Mark Mulder — the most intriguing comeback story of the 2014 baseball season

Big League Stew

It seems fitting that Mark Mulder came to terms on a contract with Los Angeles Angels on New Year's Day.

While many of us were writing down — OK, Facebooking — our New Year's resolutions, Mulder was committing himself to one heck of a challenge. The former Cy Young runner-up, who hasn't thrown a pitch in the big leagues since 2008, took another step in his comeback attempt. He'll be trying to crack the Angels' opening day roster, after signing an incentive-heavy minor-league contract that comes with an invite to spring training.

It's fitting that it's with the Angels too, one of the teams in baseball so obviously linked to a film. Because if Mulder can pull this off, it will a tale for the movies. Even if he doesn't, it'll still be the most intriguing comeback story of the 2014 baseball season. A guy who left the game, moved on to a new gig, but couldn't move on completely in life. The itch came back, the possibilities and what-ifs romanced him, and he couldn't say no.

Mulder begrudgingly retired in 2010 — "I guess I have retired," he said at the time — after injuries derailed his career. He was fantastic between 2001 and 2005, winning 88 games with an average ERA of 3.62 for the Oakland Athletics and St. Louis Cardinals.

A variety of shoulder and rotator cuff issues turned Mulder's career upside-down, and soon he was transitioning into a job with ESPN as a baseball analyst.

Analyzing baseball led to him analyzing himself and discovering that if he adjusted his delivery, he could throw pain-free again. In fact, he emulated the unusual throwing motion of Los Angeles Dodgers relief pitcher Paco Rodriguez.

Mulder got into shape, started throwing off of a mound again and was reaching 89-90 mph when a trio of teams came to watch him throw in November, according an ESPN report announcing his comeback attempt.

Now, Mulder's found a match. The deal makes sense for the Angels. They're a team whose main focus this offseason has been acquiring pitching, since it crippled them a season ago. They acquired Hector Santiago and Tyler Skaggs in a three-team trade with the Arizona Diamondbacks and Chicago White Sox. But there still could be room for Mulder if he's anything close to resembling the pitcher he used to be.

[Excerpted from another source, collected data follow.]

#[cfg(test)]
mod tests {
    use super::*;
    use define_core::UpstreamResponse;

    const SAMPLE: &str = r#"{
        "id": "bank",
        "metadata": { "provider": "Oxford University Press" },
        "results": [{
            "id": "bank",
            "language": "en-gb",
            "lexicalEntries": [
                {
                    "lexicalCategory": { "id": "noun", "text": "Noun" },
                    "entries": [{
                        "senses": [
                            {
                                "definitions": ["the land alongside a river or lake"],
                                "subsenses": [
                                    { "definitions": ["a slope, mass, or mound"] },
                                    { "shortDefinitions": ["elevation in seabed"] }
                                ]
                            },
                            { "definitions": ["a set of similar things"] }
                        ]
                    }]
                },
                {
                    "lexicalCategory": { "id": "verb", "text": "Verb" },
                    "entries": [{
                        "senses": [{ "definitions": ["heap into a mass or mound"] }]
                    }]
                }
            ]
        }]
    }"#;

    fn settings() -> ProviderSettings {
        ProviderSettings::new()
            .with("app-id", "app")
            .with("app-key", "secret_key_12345")
    }

    #[test]
    fn test_parse_keeps_api_order() {
        let def = parse_definition(SAMPLE).unwrap();

        assert_eq!(def.entries().len(), 2);
        assert_eq!(def.entries()[0].senses().len(), 4);
        assert_eq!(
            def.definitions().collect::<Vec<_>>(),
            vec![
                "the land alongside a river or lake",
                "a slope, mass, or mound",
                "elevation in seabed",
                "a set of similar things",
                "heap into a mass or mound",
            ]
        );
    }

    #[test]
    fn test_parse_without_results() {
        assert!(parse_definition(r#"{"results": []}"#).unwrap().is_empty());
        assert!(parse_definition("{}").unwrap().is_empty());
        assert!(parse_definition("[1, 2]").is_err());
    }

    #[test]
    fn test_finalize_requires_credentials() {
        let mut factory = OxfordFactory::default();

        let err = factory
            .finalize(&ProviderSettings::new().with("app-id", "app"))
            .unwrap_err();
        assert!(matches!(err, Error::Config(_)));
        assert!(err.to_string().contains("app-key"));

        assert!(factory.create().is_err(), "no source without valid settings");
    }

    #[test]
    fn test_finalize_rejects_bad_base_url() {
        let mut factory = OxfordFactory::default();
        let err = factory
            .finalize(&settings().with("base-url", "not a url"))
            .unwrap_err();
        assert!(err.to_string().contains("base-url"));
    }

    #[test]
    fn test_factory_creation() {
        let mut factory = OxfordFactory::default();
        factory.finalize(&settings()).unwrap();

        let source = factory.create().unwrap();
        assert_eq!(source.name(), "oxford");
    }

    #[test]
    fn test_configure_contributes_fields() {
        let mut surface = ConfigSurface::new();
        OxfordFactory::default().configure(&mut surface).unwrap();

        let flags: Vec<String> = surface.fields().iter().map(ConfigField::flag_name).collect();
        assert_eq!(
            flags,
            vec!["oxford-app-id", "oxford-app-key", "oxford-language", "oxford-base-url"]
        );
        assert!(surface.fields()[1].secret);
    }

    #[test]
    fn test_entries_url_encodes_word() {
        let settings = OxfordSettings::from_settings(
            &settings().with("base-url", "https://example.test/api/v2/"),
        )
        .unwrap();
        let source = OxfordSource::new(settings).unwrap();

        assert_eq!(
            source.entries_url("Ice Cream").as_str(),
            "https://example.test/api/v2/entries/en-gb/ice%20cream"
        );
    }

    #[test]
    fn test_app_key_not_exposed_in_debug() {
        let settings = OxfordSettings::from_settings(&settings()).unwrap();
        let source = OxfordSource::new(settings).unwrap();

        let debug_str = format!("{:?}", source);
        assert!(!debug_str.contains("secret_key_12345"));
        assert!(debug_str.contains("OxfordSource"));
    }

    #[tokio::test]
    async fn test_empty_word_is_empty_definition() {
        let settings = OxfordSettings::from_settings(
            &settings().with("base-url", "http://127.0.0.1:9"),
        )
        .unwrap();
        let source = OxfordSource::new(settings).unwrap();

        let def = source.define("   ").await.unwrap();
        assert!(def.is_empty());
    }

    /// Answer exactly one request with `status` and `body`
    ///
    /// Returns the base URL to point the source at and a handle yielding the
    /// raw request head.
    async fn serve_once(
        status: &'static str,
        body: &'static str,
    ) -> (String, tokio::task::JoinHandle<String>) {
        use tokio::io::{AsyncReadExt, AsyncWriteExt};

        let listener = tokio::net::TcpListener::bind("127.0.0.1:0").await.unwrap();
        let address = listener.local_addr().unwrap();

        let handle = tokio::spawn(async move {
            let (mut stream, _) = listener.accept().await.unwrap();
            let mut request: Vec<u8> = Vec::new();
            let mut buf = [0u8; 1024];
            while !request.windows(4).any(|w| w == b"\r\n\r\n") {
                let n = stream.read(&mut buf).await.unwrap();
                if n == 0 {
                    break;
                }
                request.extend_from_slice(&buf[..n]);
            }

            let response = format!(
                "HTTP/1.1 {status}\r\nContent-Type: application/json\r\nContent-Length: {}\r\nConnection: close\r\n\r\n{body}",
                body.len()
            );
            stream.write_all(response.as_bytes()).await.unwrap();
            let _ = stream.shutdown().await;
            String::from_utf8_lossy(&request).into_owned()
        });

        (format!("http://{address}/api/v2"), handle)
    }

    fn source_at(base_url: &str) -> OxfordSource {
        let settings =
            OxfordSettings::from_settings(&settings().with("base-url", base_url)).unwrap();
        OxfordSource::new(settings).unwrap()
    }

    #[tokio::test]
    async fn test_lookup_sends_credentials_and_decodes() {
        let (base_url, request) = serve_once("200 OK", SAMPLE).await;

        let def = source_at(&base_url).define("Bank").await.unwrap();
        assert_eq!(def.definitions().count(), 5);

        let request = request.await.unwrap().to_lowercase();
        assert!(request.starts_with("get /api/v2/entries/en-gb/bank http/1.1"));
        assert!(request.contains("app_id: app"));
        assert!(request.contains("app_key: secret_key_12345"));
    }

    #[tokio::test]
    async fn test_not_found_is_empty_definition() {
        let (base_url, _request) =
            serve_once("404 Not Found", r#"{"error": "No entry found"}"#).await;

        let def = source_at(&base_url).define("qwxz").await.unwrap();
        assert!(def.is_empty());
    }

    #[tokio::test]
    async fn test_error_status_is_invalid_response() {
        let (base_url, _request) = serve_once("500 Internal Server Error", "boom").await;

        let err = source_at(&base_url).define("bank").await.unwrap_err();
        assert!(matches!(err, Error::InvalidResponse(_)));
        assert_eq!(
            err.upstream_response(),
            Some(&UpstreamResponse::new(500, "boom"))
        );
    }

    #[tokio::test]
    async fn test_undecodable_body_is_invalid_response() {
        let (base_url, _request) = serve_once("200 OK", "not json").await;

        let err = source_at(&base_url).define("bank").await.unwrap_err();
        assert_eq!(
            err.upstream_response(),
            Some(&UpstreamResponse::new(200, "not json"))
        );
    }

    #[tokio::test]
    async fn test_unreachable_api_is_http_error() {
        let listener = tokio::net::TcpListener::bind("127.0.0.1:0").await.unwrap();
        let base_url = format!("http://{}/api/v2", listener.local_addr().unwrap());
        drop(listener);

        let err = source_at(&base_url).define("bank").await.unwrap_err();
        assert!(matches!(err, Error::Http { .. }));
        assert!(err.upstream_response().is_none());
    }

    #[test]
    fn test_register_twice_fails() {
        let mut registry = ProviderRegistry::new();
        register(&mut registry).unwrap();
        assert!(register(&mut registry).is_err());
    }
}
//! Definition model
//!
//! A [`Definition`] is what a single lookup produces: entries (one per
//! headword interpretation), each holding senses, each holding plain-text
//! definitions. Order is exactly what the provider returned.

use serde::{Deserialize, Serialize};

/// Result of one lookup
#[derive(Debug, Clone, Default, PartialEq, Eq, Serialize, Deserialize)]
pub struct Definition {
    entries: Vec<Entry>,
}

impl Definition {
    /// Create a definition from provider-ordered entries
    pub fn new(entries: Vec<Entry>) -> Self {
        Self { entries }
    }

    /// A definition with no entries (backend found nothing)
    pub fn empty() -> Self {
        Self::default()
    }

    /// Entries in provider order
    pub fn entries(&self) -> &[Entry] {
        &self.entries
    }

    /// `true` when the backend found nothing
    pub fn is_empty(&self) -> bool {
        self.entries.is_empty()
    }

    /// All definition strings, entry by entry and sense by sense
    pub fn definitions(&self) -> impl Iterator<Item = &str> + '_ {
        self.entries
            .iter()
            .flat_map(Entry::senses)
            .flat_map(Sense::definitions)
            .map(String::as_str)
    }
}

impl FromIterator<Entry> for Definition {
    fn from_iter<I: IntoIterator<Item = Entry>>(iter: I) -> Self {
        Self::new(iter.into_iter().collect())
    }
}

/// One headword interpretation, e.g. one part of speech
#[derive(Debug, Clone, Default, PartialEq, Eq, Serialize, Deserialize)]
pub struct Entry {
    senses: Vec<Sense>,
}

impl Entry {
    pub fn new(senses: Vec<Sense>) -> Self {
        Self { senses }
    }

    pub fn senses(&self) -> &[Sense] {
        &self.senses
    }
}

impl FromIterator<Sense> for Entry {
    fn from_iter<I: IntoIterator<Item = Sense>>(iter: I) -> Self {
        Self::new(iter.into_iter().collect())
    }
}

/// One meaning within an entry
#[derive(Debug, Clone, Default, PartialEq, Eq, Serialize, Deserialize)]
pub struct Sense {
    definitions: Vec<String>,
}

impl Sense {
    pub fn new(definitions: Vec<String>) -> Self {
        Self { definitions }
    }

    pub fn definitions(&self) -> &[String] {
        &self.definitions
    }
}

impl<S: Into<String>> FromIterator<S> for Sense {
    fn from_iter<I: IntoIterator<Item = S>>(iter: I) -> Self {
        Self::new(iter.into_iter().map(Into::into).collect())
    }
}

#[cfg(test)]
mod tests {
    use super::*;

    #[test]
    fn test_empty_definition() {
        let def = Definition::empty();
        assert!(def.is_empty());
        assert_eq!(def.definitions().count(), 0);
    }

    #[test]
    fn test_flatten_keeps_order_and_duplicates() {
        let def = Definition::new(vec![
            Entry::new(vec![
                Sense::from_iter(["a greeting", "a greeting"]),
                Sense::from_iter(["an exclamation"]),
            ]),
            Entry::new(vec![Sense::from_iter(["to say hello"])]),
        ]);

        let flat: Vec<&str> = def.definitions().collect();
        assert_eq!(
            flat,
            vec!["a greeting", "a greeting", "an exclamation", "to say hello"]
        );
    }

    #[test]
    fn test_entries_with_no_senses_are_kept() {
        let def: Definition = [Entry::default(), Entry::new(vec![Sense::default()])]
            .into_iter()
            .collect();

        assert_eq!(def.entries().len(), 2);
        assert!(!def.is_empty());
        assert_eq!(def.definitions().count(), 0);
    }
}
//! Acceptance rules and the in-memory reservation store.
//!
//! A draft becomes a [`Reservation`](crate::Reservation) only through
//! [`ReservationBook::submit`], which checks, in order:
//!
//! | Step | Rule | Rejection |
//! |------|------|-----------|
//! | 1 | required fields are filled in | `MissingField` |
//! | 2 | lab, date, headcount and telephone parse | `UnknownLab`, `InvalidDate`, `InvalidHeadcount`, `InvalidTelephone` |
//! | 3 | date is at least the lead time away from today | `LeadTimeViolation` |
//! | 4 | no stored reservation has the same lab and date | `DoubleBooking` |

mod book;
mod error;
mod lead_time;

pub use book::ReservationBook;
pub use error::RejectionReason;
pub use lead_time::{DEFAULT_LEAD_TIME_DAYS, LeadTimeRule};
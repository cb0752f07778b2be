//! Front-end independent flows: building the state and batch import.

use std::{fmt, path::PathBuf};

use lab_core::{Clock, Lab, RejectionReason, ReservationDraft};
use tracing::{info, warn};

use crate::{config::AppConfig, export::ExportError, state::AppState};

/// Outcome of replaying a batch of drafts through the form rules.
#[derive(Debug)]
pub struct ImportSummary {
    pub accepted: usize,
    /// 1-based row number and the reason that row was refused.
    pub rejected: Vec<(usize, RejectionReason)>,
    pub report_path: PathBuf,
}

impl fmt::Display for ImportSummary {
    fn fmt(
        &self,
        f: &mut fmt::Formatter<'_>,
    ) -> fmt::Result {
        writeln!(f, "Accepted: {}", self.accepted)?;
        writeln!(f, "Rejected: {}", self.rejected.len())?;
        for (row, reason) in &self.rejected {
            writeln!(f, "  row {row}: {reason}")?;
        }
        write!(f, "Report:   {}", self.report_path.display())
    }
}

pub fn build_state(
    config: &AppConfig,
    clock: impl Clock + 'static,
) -> AppState {
    AppState::new(config, clock)
}

/// Submits each draft in order, exactly as if typed into the form one after
/// another, then exports the report of everything accepted.
pub fn run_import(
    state: &mut AppState,
    drafts: Vec<ReservationDraft>,
) -> Result<ImportSummary, ExportError> {
    let mut accepted = 0;
    let mut rejected = Vec::new();

    for (idx, draft) in drafts.into_iter().enumerate() {
        let row = idx + 1;
        state.session.load_draft(draft);
        match state.session.submit() {
            Ok(()) => accepted += 1,
            Err(reason) => {
                warn!(row, %reason, "import row rejected");
                rejected.push((row, reason));
            }
        }
    }

    let report_path = state.export_report()?;
    info!(accepted, rejected = rejected.len(), "import finished");

    Ok(ImportSummary {
        accepted,
        rejected,
        report_path,
    })
}

/// The lab catalogue, one name per line in form order.
pub fn lab_catalogue() -> String {
    Lab::ALL
        .iter()
        .map(Lab::as_str)
        .collect::<Vec<_>>()
        .join("\n")
}

#[cfg(test)]
mod tests {
    use super::*;

    #[test]
    fn catalogue_lists_all_labs_in_form_order() {
        let catalogue = lab_catalogue();
        let lines: Vec<_> = catalogue.lines().collect();
        assert_eq!(lines.len(), 11);
        assert_eq!(lines[0], "Informática 1");
        assert_eq!(lines[10], "Anatomia");
    }
}
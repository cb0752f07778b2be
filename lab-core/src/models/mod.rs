mod draft;
mod lab;
mod reservation;

pub use draft::{DraftField, ReservationDraft, UnknownFieldError};
pub use lab::{Lab, UnknownLabError};
pub use reservation::Reservation;

/// Calendar date format used by the form, the listing and the report.
pub const DATE_FORMAT: &str = "%Y-%m-%d";
use std::sync::LazyLock;

use chrono::NaiveDate;
use regex::Regex;
use tracing::{debug, info, warn};

use super::{LeadTimeRule, RejectionReason};
use crate::models::{DATE_FORMAT, Lab, Reservation, ReservationDraft};

static TELEPHONE: LazyLock<Regex> =
    LazyLock::new(|| Regex::new(r"^[0-9]+$").expect("telephone pattern is valid"));

/// Insertion-ordered collection of accepted reservations, unique on (lab, date).
///
/// Lookups are linear scans; a session only ever holds a handful of entries.
#[derive(Debug, Clone, Default)]
pub struct ReservationBook {
    rule: LeadTimeRule,
    reservations: Vec<Reservation>,
}

impl ReservationBook {
    pub fn new(rule: LeadTimeRule) -> Self {
        Self {
            rule,
            reservations: Vec::new(),
        }
    }

    /// Stored reservations, oldest first.
    pub fn reservations(&self) -> &[Reservation] {
        &self.reservations
    }

    pub fn len(&self) -> usize {
        self.reservations.len()
    }

    pub fn is_empty(&self) -> bool {
        self.reservations.is_empty()
    }

    pub fn is_booked(
        &self,
        lab: Lab,
        date: NaiveDate,
    ) -> bool {
        self.reservations.iter().any(|r| r.occupies(lab, date))
    }

    /// Runs every acceptance rule against `draft` without storing anything.
    ///
    /// # Errors
    ///
    /// The first [`RejectionReason`] hit, checking field contents, then lead
    /// time, then double-booking.
    pub fn validate(
        &self,
        draft: &ReservationDraft,
        today: NaiveDate,
    ) -> Result<Reservation, RejectionReason> {
        let reservation = parse_draft(draft)?;
        self.rule.check(reservation.date, today)?;

        if self.is_booked(reservation.lab, reservation.date) {
            return Err(RejectionReason::DoubleBooking {
                lab: reservation.lab,
                date: reservation.date,
            });
        }

        Ok(reservation)
    }

    /// Validates `draft` and appends it on success.
    ///
    /// A rejected draft leaves the book exactly as it was.
    pub fn submit(
        &mut self,
        draft: &ReservationDraft,
        today: NaiveDate,
    ) -> Result<&Reservation, RejectionReason> {
        let reservation = match self.validate(draft, today) {
            Ok(r) => r,
            Err(reason) => {
                warn!(%reason, lab = %draft.lab, date = %draft.date, "reservation rejected");
                return Err(reason);
            }
        };

        info!(
            lab = %reservation.lab,
            date = %reservation.date.format(DATE_FORMAT),
            professor = %reservation.professor,
            "reservation accepted"
        );
        self.reservations.push(reservation);
        debug!(count = self.reservations.len(), "reservation book updated");

        Ok(&self.reservations[self.reservations.len() - 1])
    }
}

/// Turns the raw form text into a typed reservation, or names the first bad field.
fn parse_draft(draft: &ReservationDraft) -> Result<Reservation, RejectionReason> {
    if let Some(field) = draft.first_missing() {
        return Err(RejectionReason::MissingField(field));
    }

    let lab = Lab::parse(&draft.lab).ok_or_else(|| RejectionReason::UnknownLab(draft.lab.clone()))?;

    let date = NaiveDate::parse_from_str(draft.date.trim(), DATE_FORMAT)
        .map_err(|_| RejectionReason::InvalidDate(draft.date.clone()))?;

    let qtd_students = draft
        .qtd_students
        .trim()
        .parse::<u32>()
        .ok()
        .filter(|n| *n > 0)
        .ok_or_else(|| RejectionReason::InvalidHeadcount(draft.qtd_students.clone()))?;

    let telephone = draft.telephone.trim();
    if !TELEPHONE.is_match(telephone) {
        return Err(RejectionReason::InvalidTelephone(draft.telephone.clone()));
    }

    Ok(Reservation {
        lab,
        date,
        professor: draft.professor.trim().to_string(),
        discipline: draft.discipline.trim().to_string(),
        qtd_students,
        telephone: telephone.to_string(),
        materials: draft.materials.clone(),
        observations: draft.observations.clone(),
    })
}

Mulder is 36, old in pro sports terms, but plenty of pitchers have done well at that age. Guys such as Bartolo Colon, Hiroki Kuroda, A.J. Burnett and former teammate Tim Hudson have shown in recent years that there is success to be had when you're 36 or older. Here's a look at pitchers 36+ in the past three MLB seasons:

Being away from the game for as long as Mulder has is a variable you can't account for. It's an unusual circumstance that makes his story even more fascinating. The Angels aren't committing a lot to Mulder, just giving him a chance. According to reports, he'd make $1 million if he's on the opening day roster. He could make $6 million if he meets a variety of incentives.

While baseball will spend the next month figuring out which MLB team wins the right to pay a star from Japan upward of $100 million, it's Mulder and his maybe $1 million contract that might just become the most interesting signing of baseball's offseason. We love an underdog, don't we?